I’m still recovering from work and family travel. Portland, Oregon, to Phoenix, Arizona, to Kitchener, Ontario Canada–all within two weeks. I’m ready for normalcy, schedules and less airports and driving. In the middle of it all, on my way to Arizona, I wrote the blog post below. And, in the midst of traveling and working and research and new apartment hunting…didn’t get around until posting it today. Yes, so glad to be back on a normal schedule!
It’s Friday. My phone alarm blares dubstep and I hop up in a trance.

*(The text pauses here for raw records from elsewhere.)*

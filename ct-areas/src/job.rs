//! 一次完整的切片统计: 读取图像, 定位切片, 统计并生成表格.

use crate::report::{Format, Metadata, Table};
use crate::stats::{aggregate, locate_slice, LabelStats, MetricSet, SliceLocation};
use crate::{Error, IntensityVolume, LabelId, LabelVolume, Result, SliceAxis};
use std::path::PathBuf;

/// 切片统计任务的全部参数.
#[derive(Clone, Debug)]
pub struct SliceStatsJob {
    /// 强度图像路径.
    pub input: PathBuf,

    /// 被统计的分割图路径. 为 `None` 时使用参考图.
    pub segmentation: Option<PathBuf>,

    /// 用于定位切片的参考标签图路径.
    pub reference: PathBuf,

    /// 需要统计的标签, 按输出顺序排列.
    pub labels: Vec<LabelId>,

    /// 用于计算质心的参考标签.
    pub centroid: LabelId,

    /// 切片轴.
    pub axis: SliceAxis,

    /// 元信息项: 一个自由格式字符串, 或 `subject session` 两项.
    ///
    /// 在切片定位成功之后才按 [`Metadata::from_tokens`] 解析.
    pub metadata: Vec<String>,

    /// 表格形状.
    pub format: Format,

    /// 需要计算的度量.
    pub metrics: MetricSet,
}

/// 任务结果.
#[derive(Clone, Debug)]
pub struct JobOutput {
    /// 切片定位信息.
    pub location: SliceLocation,

    /// 与 `labels` 一一对应的统计记录.
    pub stats: Vec<LabelStats>,

    /// 组装好的表格.
    pub table: Table,
}

impl SliceStatsJob {
    /// 读取所有图像并执行任务.
    ///
    /// 只统计形状时不读取强度图像的体素.
    pub fn run(&self) -> Result<JobOutput> {
        let reference = LabelVolume::open(&self.reference)?;
        let segmentation = match &self.segmentation {
            Some(p) if *p != self.reference => Some(LabelVolume::open(p)?),
            _ => None,
        };
        let image = if self.metrics.has_intensity() {
            Some(IntensityVolume::open(&self.input)?)
        } else {
            None
        };
        self.compute(image.as_ref(), segmentation.as_ref(), &reference)
    }

    /// 在已读入的图像上执行任务.
    ///
    /// `segmentation` 为 `None` 时参考图同时作为分割图.
    /// 需要强度度量而 `image` 为 `None` 时, 只输出形状度量.
    ///
    /// # 注意
    ///
    /// 切片索引由参考图的几何信息求得, 然后直接用于分割图与强度图像.
    /// 三者应当处于同一体素网格上.
    pub fn compute(
        &self,
        image: Option<&IntensityVolume>,
        segmentation: Option<&LabelVolume>,
        reference: &LabelVolume,
    ) -> Result<JobOutput> {
        let location = locate_slice(reference, self.centroid, self.axis)?;
        log::info!(
            "Centroid of label {}: ({:.3}, {:.3}, {:.3})",
            location.label,
            location.centroid[0],
            location.centroid[1],
            location.centroid[2]
        );
        log::info!("Slice: {} along axis {}", location.index, location.axis);

        let metadata = Metadata::from_tokens(&self.input, &self.metadata)?;

        let segmentation = segmentation.unwrap_or(reference);
        let image = image.filter(|_| self.metrics.has_intensity());
        if let Some(img) = image {
            if img.shape() != segmentation.shape() {
                let (a, b, c) = img.shape();
                let (d, e, f) = segmentation.shape();
                return Err(Error::ShapeMismatch {
                    what: "image/segmentation",
                    left: vec![a, b, c],
                    right: vec![d, e, f],
                });
            }
        }

        let index = location.checked_index(segmentation.extent(self.axis))?;
        let label_slice = segmentation.extract(self.axis, index)?;
        let intensity_slice = image.map(|img| img.extract(self.axis, index)).transpose()?;

        let stats = aggregate(&label_slice, intensity_slice.as_ref(), &self.labels)?;
        let metrics = if intensity_slice.is_some() {
            self.metrics
        } else {
            MetricSet::Shape
        };
        let table = Table::build(self.format, &metadata, &stats, metrics);
        if table.is_empty() {
            log::warn!("No labels requested, the table has no rows");
        }

        Ok(JobOutput {
            location,
            stats,
            table,
        })
    }
}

I step into a pale yellow shift dress, chunky heels, and top it off with some jewelry for bling. I throw over my sleek, deep purple not quite spring, not quite winter coat. I catch a glimpse of myself in the mirror, pulling my purple patterned rolling suitcase down the hallway, and smirk. I unintentionally matched my luggage.
After a whirlwind, information-packed, client-meeting business trip to Portland, Oregon early in the week, my brain was still mush. I shove my way-too-big-for-a-3-day-weekend suitcase into the back of my car and speed off to work.
Morning and afternoon pass and I check items off my to-do list. There’s still so much to learn. PR agency life is so new, and I continue to let it sink in, creating structure in my mind for a field in which I still definitely consider myself a novice.
I clink my Mac shut, and drive off two hours to the airport, where I catch my flight out to Phoenix to meet my parents and brother for a three-day Easter weekend. And here now I sit, on my fifth airplane of the week, working on bits and pieces of my final Master’s Degree research. I try to keep my eyes open as I shove communication audit data into Excel and try to quantify this qualitative mess.
I am very tired.
Sometimes I wonder what in the heck am I doing. Why am I running myself, pushing myself for crazy dreams that one day, one day all these efforts will pay off and be worth it.
I’m realizing now there’s a cost to success. There’s a cost for chasing your goals and dreams.
The cost is sacrificing the present moments. It’s creating a monotonous routine. It’s showing up and doing work, or making the work doable regardless of where you are. It’s not glamorous or fun or always relaxing, but great things don’t usually come easy. It’s these parts no one sees–but they always happen.
It’s not sporadic moments that create astonishing things. It’s not one moment of intense drive. It’s the repetitive, habitual, dull grind of work over time.
And in the end, it’s amazing.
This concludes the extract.